Психоаналитизм уместен там, где исследовать приходится феномен «чистой» идеологии, т. е. постигать то, как реальные потребности прикрываются фальшивой мотивировкой, сублимируются. Тогда флер идеологии развеивается «как сон, как утренний туман», и мы вновь лицезреем прелести натуры, натурхама или, без экспрессии, человека. Тот ли перед нами случай, когда на каждого мудреца Фрейда найдётся свой психоаналитик? Уместен и оправдан ли разговор о концептах, мифологемах и философемах Парамонова в психоаналитическом ключе? Иначе: что перед нами: дурной сон идеологии или…

Или – это не обязательно собственно интеллектуальная система идей, собственно философия, теория познания; это может быть и некий отважный реализм, который противостоит всем идеологиям, но сам не является их преодолением, просто выигрышная оппозиция культуре – натурой (собой, собственным жизненным опытом: «Худшее из лицемерий – отрицать свой собственный опыт» («Дом в пригороде»)).

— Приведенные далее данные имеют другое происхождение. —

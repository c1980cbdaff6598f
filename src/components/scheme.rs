//! Scheme.

use core::fmt;
use core::str::FromStr;

use alloc::string::String;

use crate::charset::SCHEME;
use crate::error::{Component, Error};

/// A URI scheme, case-normalized to lowercase.
///
/// This corresponds to `scheme` rule in RFC 3986:
/// `ALPHA *( ALPHA / DIGIT / "+" / "-" / "." )`.
///
/// # Examples
///
/// ```
/// use uri_generic::components::Scheme;
///
/// let scheme = Scheme::parse("HTTPS")?;
/// assert_eq!(scheme.as_str(), "https");
/// assert!(scheme.is_secure());
/// assert_eq!(scheme.default_port(), Some(443));
///
/// assert!(Scheme::parse("").is_err());
/// assert!(Scheme::parse("1abc").is_err());
/// # Ok::<_, uri_generic::Error>(())
/// ```
#[derive(Debug, Clone, PartialEq, Eq, PartialOrd, Ord, Hash)]
pub struct Scheme(String);

impl Scheme {
    /// Parses and lowercases a scheme.
    pub fn parse(s: &str) -> Result<Self, Error> {
        validate(s).map_err(|e| {
            debug!(input = s, reason = e.reason(), "rejected scheme");
            e
        })?;
        Ok(Self(s.to_ascii_lowercase()))
    }

    /// Returns the scheme as a string slice.
    #[inline]
    #[must_use]
    pub fn as_str(&self) -> &str {
        &self.0
    }

    /// Returns the registered default port of the scheme, if known.
    #[inline]
    #[must_use]
    pub fn default_port(&self) -> Option<u16> {
        default_port(&self.0)
    }

    /// Returns `true` for `https`, `wss` and `ftps`.
    #[must_use]
    pub fn is_secure(&self) -> bool {
        matches!(self.as_str(), "https" | "wss" | "ftps")
    }

    /// Returns `true` for `http` and `https`.
    #[must_use]
    pub fn is_http(&self) -> bool {
        matches!(self.as_str(), "http" | "https")
    }
}

/// Validates a scheme without allocating.
fn validate(s: &str) -> Result<(), Error> {
    let bytes = s.as_bytes();
    let first = match bytes.first() {
        Some(&b) => b,
        None => {
            return Err(Error::invalid_component(
                Component::Scheme,
                s,
                "empty scheme",
                None,
            ))
        }
    };
    if !first.is_ascii_alphabetic() {
        return Err(Error::invalid_component(
            Component::Scheme,
            s,
            "scheme must start with a letter",
            Some(first),
        ));
    }
    match bytes[1..].iter().find(|&&b| !SCHEME.contains(b)) {
        Some(&b) => Err(Error::invalid_component(
            Component::Scheme,
            s,
            "disallowed character",
            Some(b),
        )),
        None => Ok(()),
    }
}

/// Returns the default port of the given lowercase scheme.
///
/// Only `http` (80), `https` (443) and `ftp` (21) are known.
///
/// # Examples
///
/// ```
/// use uri_generic::components::default_port;
///
/// assert_eq!(default_port("http"), Some(80));
/// assert_eq!(default_port("gopher"), None);
/// ```
#[must_use]
pub fn default_port(scheme: &str) -> Option<u16> {
    match scheme {
        "http" => Some(80),
        "https" => Some(443),
        "ftp" => Some(21),
        _ => None,
    }
}

impl fmt::Display for Scheme {
    #[inline]
    fn fmt(&self, f: &mut fmt::Formatter<'_>) -> fmt::Result {
        f.write_str(&self.0)
    }
}

impl AsRef<str> for Scheme {
    #[inline]
    fn as_ref(&self) -> &str {
        &self.0
    }
}

impl FromStr for Scheme {
    type Err = Error;

    #[inline]
    fn from_str(s: &str) -> Result<Self, Self::Err> {
        Self::parse(s)
    }
}

impl TryFrom<String> for Scheme {
    type Error = Error;

    fn try_from(s: String) -> Result<Self, Self::Error> {
        validate(&s)?;
        let mut s = s;
        s.make_ascii_lowercase();
        Ok(Self(s))
    }
}

impl_serde_str!(Scheme, "a URI scheme");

Что ни говори, а Парамонов занял круговую оборону (часто тактика такой обороны – нападение), ибо тема и исток этого блестящего ума (фундаментальные умы редко бывают столь блестящи: не всё золото, что блестит; кстати, в книге это доходчиво разъяснено) – культуроборчество. Сам баррикадный импульс ассоциируется с чем-то вроде «ты борешься, Боря, – следовательно, ты не прав». Жизнь выше морали, искусства, культуры – вот тема Парамонова. Живой человек (а всякий писатель и поэт, даже философ – живой человек, и творчество в известном смысле есть проекция живой плоти в знаки), «живой» (см. замечательную главу об Эренбурге «Портрет еврея») в отличие от пригнетенного и изувеченного культурой так влечёт биофила Парамонова. И вот его культуроборческое сознание выискивает жемчужные зёрна жизни в навозе культуры, в «говне» мысли, как изволил выразиться острый на язык автор. Этим объясняется зачастую поразительное мелкотемье для столь масштабного замаха. Гора рождает мышь, но зато какую мышь: способную колотить золотые яйца.

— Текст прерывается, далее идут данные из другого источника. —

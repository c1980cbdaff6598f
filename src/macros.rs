//! Macros.

/// Implements serialization and deserialization with serde as a plain
/// string.
///
/// The type must have `as_str()`, and implement `TryFrom<String>` and
/// `FromStr` whose errors implement `Display`.
///
/// * `$ty`: the type.
/// * `$expecting`: `&'static str` describing the expected value.
macro_rules! impl_serde_str {
    ($ty:ident, $expecting:expr) => {
        #[cfg(feature = "serde")]
        const _: () = {
            use core::fmt;
            use core::str::FromStr;

            use alloc::string::String;

            use serde::de::{self, Visitor};
            use serde::{Deserialize, Deserializer, Serialize, Serializer};

            impl Serialize for $ty {
                fn serialize<S>(&self, serializer: S) -> Result<S::Ok, S::Error>
                where
                    S: Serializer,
                {
                    serializer.serialize_str(self.as_str())
                }
            }

            /// Owned string visitor.
            #[derive(Debug, Clone, Copy)]
            struct StringVisitor;

            impl<'de> Visitor<'de> for StringVisitor {
                type Value = $ty;

                fn expecting(&self, f: &mut fmt::Formatter<'_>) -> fmt::Result {
                    f.write_str($expecting)
                }

                fn visit_str<E>(self, v: &str) -> Result<Self::Value, E>
                where
                    E: de::Error,
                {
                    <$ty>::from_str(v).map_err(E::custom)
                }

                fn visit_string<E>(self, v: String) -> Result<Self::Value, E>
                where
                    E: de::Error,
                {
                    <$ty>::try_from(v).map_err(E::custom)
                }
            }

            impl<'de> Deserialize<'de> for $ty {
                fn deserialize<D>(deserializer: D) -> Result<Self, D::Error>
                where
                    D: Deserializer<'de>,
                {
                    deserializer.deserialize_string(StringVisitor)
                }
            }
        };
    };
}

Начать с того, что автор выступает за демократию-постмодерн как способ нивелирования культуры в совершенно недемократическом, элитарном – концептуальном, следовательно, культурном – ключе. Значит, его вряд ли поймут те, кому это адресовано. Зато книга интересна тем, кто не равнодушен к культуре мысли, кто разделяет с Парамоновым слабость подвергать критическому рассмотрению всё, даже антипатии к большевикам и симпатии к постмодерну.

Книга в своём роде великолепна и неуязвима. Следуя принципу «остранения», смещая угол зрения и, соответственно, семантические пласты (вслед за Шкловским остранение трактуется «как способ обновлённого переживания бытия»), автор всегда будет прав, ибо разные пласты действительно-таки присутствуют. Остранение эффективно работает только применительно к идеологии, в том числе и в первую очередь – к искусству. Это забава, основанная на возможности сдвига идеологического восприятия в иную столь же идеологическую плоскость, и потому она действительно может считаться «странным» способом познания. «Остранение» выступает каким-то неполноценным видом познания: оно ничего не объясняет, а только оглупляет процесс познания; надо быть «сдвинутым», чтобы так познавать, и приготовиться к тому, что итогом познания будет серия сдвигов, не более того.

Нерепрессивность культуры, строго говоря, понимается как возможность сдвига, идеологических подвижек. При этом в остранение, понимаемое не только как технология, но и стратегия, заложен вектор движения: от иллюзий – к реальности. Спектр же и логика сдвигов-остранений не интересуют эту постмодернистскую потеху, ибо «спектральный» анализ отдаёт уже репрессией, внесением порядка пусть и в бесконечную, но всё же поддающуюся упорядочению «странную» стихию.